A division bench held that Roy had lost his membership when he moved to Trinamool on 11 June 2021 — despite winning the assembly election earlier that year on a BJP ticket. The bench also set aside the decision of the Assembly Speaker, Biman Banerjee, who had declined to disqualify Roy.
Roy contested the 2021 West Bengal Assembly election as a BJP candidate and was declared winner. On 11 June 2021, he along with his son joined the Trinamool Congress. Following his switch, Roy was appointed chairman of the Assembly’s Public Accounts Committee (PAC), a move challenged by the BJP on the ground that he was no longer a BJP MLA and thus ineligible for that position.
The legal challenge began when BJP MLA Ambika Roy in 2021 objected to Roy’s appointment as PAC chairman, contending that the post was reserved for the opposition and that Roy had ceased to be a BJP representative.
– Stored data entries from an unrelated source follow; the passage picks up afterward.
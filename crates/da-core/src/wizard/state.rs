use crate::draft::FormDraft;
use crate::requirements::validation::{validate_step, ValidationErrors, STEP_COUNT};
use crate::requirements::{Budget, PartialRequirements, ProjectRequirements};

/// In-memory state of the four-step requirements wizard.
///
/// Step transitions:
/// ```text
///   1 ──advance (validates step 1)──► 2 ──► 3 ──► 4 ──finish──► ProjectRequirements
///   ◄──back (no validation, floors at 1)──
///   goto(n): backwards always allowed, forwards only by one step (validated)
/// ```
#[derive(Debug, Clone)]
pub struct WizardState {
    data: PartialRequirements,
    current_step: u32,
    errors: ValidationErrors,
}

impl Default for WizardState {
    fn default() -> Self {
        Self::new()
    }
}

impl WizardState {
    /// Fresh wizard at step 1 with the form's preselected defaults
    /// (moderate complexity, medium budget).
    pub fn new() -> Self {
        let data = PartialRequirements {
            complexity: Some(3),
            budget: Some(Budget::Medium),
            ..Default::default()
        };
        Self {
            data,
            current_step: 1,
            errors: ValidationErrors::new(),
        }
    }

    pub fn current_step(&self) -> u32 {
        self.current_step
    }

    pub fn data(&self) -> &PartialRequirements {
        &self.data
    }

    /// Validation errors from the last failed transition.
    pub fn errors(&self) -> &ValidationErrors {
        &self.errors
    }

    /// Merge edited fields into the snapshot. Any prior errors are cleared;
    /// they refer to values the user has just changed.
    pub fn apply(&mut self, update: PartialRequirements) {
        self.data.merge(update);
        self.errors.clear();
    }

    /// Validate the current step, recording errors. Returns whether it
    /// passed.
    pub fn validate_current(&mut self) -> bool {
        self.errors = validate_step(self.current_step, &self.data);
        self.errors.is_empty()
    }

    /// Move to the next step if the current one validates. The last step
    /// validates but does not advance further.
    pub fn advance(&mut self) -> bool {
        if !self.validate_current() {
            return false;
        }
        if self.current_step < STEP_COUNT {
            self.current_step += 1;
        }
        true
    }

    /// Move back one step. No validation; floors at step 1.
    pub fn back(&mut self) {
        if self.current_step > 1 {
            self.current_step -= 1;
        }
        self.errors.clear();
    }

    /// Jump to `step`: already-visited steps are always reachable, the next
    /// step only through validation, anything further is refused.
    pub fn goto(&mut self, step: u32) -> bool {
        if step >= 1 && step < self.current_step {
            self.current_step = step;
            self.errors.clear();
            return true;
        }
        if step == self.current_step + 1 {
            return self.advance();
        }
        step == self.current_step
    }

    /// Adopt a stored draft's data and step.
    pub fn restore(&mut self, draft: &FormDraft) {
        self.data = draft.data.clone();
        self.current_step = draft.current_step.clamp(1, STEP_COUNT);
        self.errors.clear();
    }

    pub fn reset(&mut self) {
        *self = Self::new();
    }

    /// Run the final validation and yield the completed requirements, or
    /// the field errors blocking submission.
    pub fn finish(&mut self) -> Result<ProjectRequirements, ValidationErrors> {
        let errors = validate_step(STEP_COUNT, &self.data);
        if errors.is_empty() {
            Ok(self.data.clone().into_complete())
        } else {
            self.errors = errors.clone();
            Err(errors)
        }
    }
}
//! End-to-end wizard flow over the file-backed draft store.

use std::sync::{Arc, Once};
use std::time::Duration;

use da_app::{DraftConfig, DraftManager, WizardSession};
use da_core::requirements::PartialRequirements;
use da_infra::{FileDraftStore, SystemClock};
use tempfile::tempdir;

static TRACE_INIT: Once = Once::new();

fn init_tracing() {
    TRACE_INIT.call_once(|| {
        let _ = tracing_subscriber::fmt()
            .with_env_filter(tracing_subscriber::EnvFilter::from_default_env())
            .with_test_writer()
            .try_init();
    });
}

fn manager_in(dir: &std::path::Path) -> DraftManager {
    DraftManager::new(
        Arc::new(FileDraftStore::new(dir)),
        Arc::new(SystemClock),
        DraftConfig {
            // Shrink the quiet period so the test does not sleep for seconds.
            autosave_delay: Duration::from_millis(20),
            ..Default::default()
        },
    )
}

fn step_one() -> PartialRequirements {
    PartialRequirements {
        project_type: Some("web".into()),
        target_platform: Some(vec!["desktop".into(), "mobile".into()]),
        ..Default::default()
    }
}

fn step_three() -> PartialRequirements {
    PartialRequirements {
        features: Some(vec!["authentication".into(), "full-text search".into()]),
        description: Some("a knowledge base with search across all teams".into()),
        ..Default::default()
    }
}

#[tokio::test]
async fn a_full_run_leaves_no_draft_behind() {
    init_tracing();
    let dir = tempdir().unwrap();
    let mut session = WizardSession::begin(manager_in(dir.path()));

    session.apply(step_one());
    assert!(session.advance());
    assert!(session.advance());
    session.apply(step_three());
    assert!(session.advance());
    assert_eq!(session.current_step(), 4);

    let requirements = session.submit().expect("wizard data is complete");
    assert_eq!(requirements.features.len(), 2);

    // Nothing pending, nothing stored.
    tokio::time::sleep(Duration::from_millis(60)).await;
    assert!(!dir.path().join("project_requirements_draft.json").exists());
}

#[tokio::test]
async fn an_interrupted_run_resumes_where_it_left_off() {
    init_tracing();
    let dir = tempdir().unwrap();

    {
        let mut session = WizardSession::begin(manager_in(dir.path()));
        session.apply(step_one());
        assert!(session.advance());

        // Let the debounced save land before walking away.
        tokio::time::sleep(Duration::from_millis(60)).await;
        assert!(dir.path().join("project_requirements_draft.json").exists());
    }

    let session = WizardSession::begin(manager_in(dir.path()));
    assert!(session.resumed_from().is_some());
    assert_eq!(session.current_step(), 2);
    assert_eq!(
        session.state().data().target_platform.as_deref().map(|p| p.len()),
        Some(2)
    );
}

#[tokio::test]
async fn independent_keys_do_not_interfere() {
    init_tracing();
    let dir = tempdir().unwrap();
    let store = Arc::new(FileDraftStore::new(dir.path()));

    let mk = |key: &str| {
        DraftManager::new(
            store.clone(),
            Arc::new(SystemClock),
            DraftConfig {
                storage_key: key.to_string(),
                ..Default::default()
            },
        )
    };

    let first = mk("wizard_a");
    let second = mk("wizard_b");

    first.save(1, &step_one());
    second.save(3, &step_three());

    first.clear();
    assert!(!first.has_draft());
    assert_eq!(second.load().unwrap().step, 3);
}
In 2023, leader Suvendu Adhikari filed a further petition asserting that Roy’s actions triggered the anti-defection provisions. The Speaker reviewed the submissions and declined to act, prompting the High Court to step in and ultimately rule in favour of disqualification — marking, reportedly, the first instance in West Bengal of an MLA being removed under the anti-defection law.
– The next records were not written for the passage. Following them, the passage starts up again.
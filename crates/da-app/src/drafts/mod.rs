//! Draft persistence use cases.
mod config;
mod manager;

pub use config::{DraftConfig, AUTO_SAVE_DELAY, DEFAULT_DRAFT_KEY};
pub use manager::DraftManager;
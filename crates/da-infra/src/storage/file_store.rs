use std::fs;
use std::io::ErrorKind;
use std::path::{Path, PathBuf};

use da_core::ports::{DraftStoreError, DraftStorePort};
use tracing::debug;

/// File-backed draft store: one JSON document per key inside a drafts
/// directory.
///
/// Writes go through a temp file plus rename so a crashed write never
/// leaves a half-written draft behind; the reader either sees the previous
/// value or the complete new one.
pub struct FileDraftStore {
    dir: PathBuf,
}

impl FileDraftStore {
    /// Store drafts under `dir`. The directory is created lazily on the
    /// first write.
    pub fn new(dir: impl Into<PathBuf>) -> Self {
        Self { dir: dir.into() }
    }

    pub fn dir(&self) -> &Path {
        &self.dir
    }

    fn path_for(&self, key: &str) -> PathBuf {
        self.dir.join(format!("{key}.json"))
    }

    fn ensure_dir(&self) -> Result<(), DraftStoreError> {
        fs::create_dir_all(&self.dir).map_err(|e| {
            DraftStoreError::Unavailable(format!(
                "create drafts dir {} failed: {e}",
                self.dir.display()
            ))
        })
    }
}

impl DraftStorePort for FileDraftStore {
    fn read(&self, key: &str) -> Result<Option<String>, DraftStoreError> {
        match fs::read_to_string(self.path_for(key)) {
            Ok(value) => Ok(Some(value)),
            Err(e) if e.kind() == ErrorKind::NotFound => Ok(None),
            Err(e) => Err(DraftStoreError::Io(format!("read draft {key} failed: {e}"))),
        }
    }

    fn write(&self, key: &str, value: &str) -> Result<(), DraftStoreError> {
        self.ensure_dir()?;

        let path = self.path_for(key);
        let tmp_path = path.with_extension("json.tmp");
        fs::write(&tmp_path, value)
            .map_err(|e| DraftStoreError::Io(format!("write draft {key} failed: {e}")))?;
        fs::rename(&tmp_path, &path).map_err(|e| {
            DraftStoreError::Io(format!(
                "rename temp draft to target failed: {} -> {}: {e}",
                tmp_path.display(),
                path.display()
            ))
        })?;

        debug!(key, path = %path.display(), "draft file written");
        Ok(())
    }

    fn remove(&self, key: &str) -> Result<(), DraftStoreError> {
        match fs::remove_file(self.path_for(key)) {
            Ok(()) => {
                debug!(key, "draft file removed");
                Ok(())
            }
            Err(e) if e.kind() == ErrorKind::NotFound => Ok(()),
            Err(e) => Err(DraftStoreError::Io(format!(
                "remove draft {key} failed: {e}"
            ))),
        }
    }
}
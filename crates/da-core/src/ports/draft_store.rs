use super::errors::DraftStoreError;

/// Draft store port - a durable string key-value slot.
///
/// Mirrors the semantics of a per-profile browser store: synchronous reads
/// and writes, full-value replacement, no transactions. The application
/// layer owns serialization; adapters only move raw strings.
pub trait DraftStorePort: Send + Sync {
    /// Read the value under `key`, `None` when nothing is stored.
    fn read(&self, key: &str) -> Result<Option<String>, DraftStoreError>;

    /// Replace the value under `key` in full.
    fn write(&self, key: &str, value: &str) -> Result<(), DraftStoreError>;

    /// Remove the value under `key`. Removing an absent key is a no-op.
    fn remove(&self, key: &str) -> Result<(), DraftStoreError>;
}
Suvendu Adhikari welcomed the verdict, declaring: “The Constitution has won. The Tenth Schedule has won.” He pledged to pursue other similar cases of alleged defections. From the Trinamool side, leader Arup Chakraborty criticised the BJP’s reaction, pointing to hypocrisy and questioning the timing of the “moral high ground”. Meanwhile, the Communist Party of India (Marxist)’s Sujan Chakraborty voiced approval of the ruling as a win for constitutional propriety and faulted the Speaker for not upholding the anti-defection law earlier.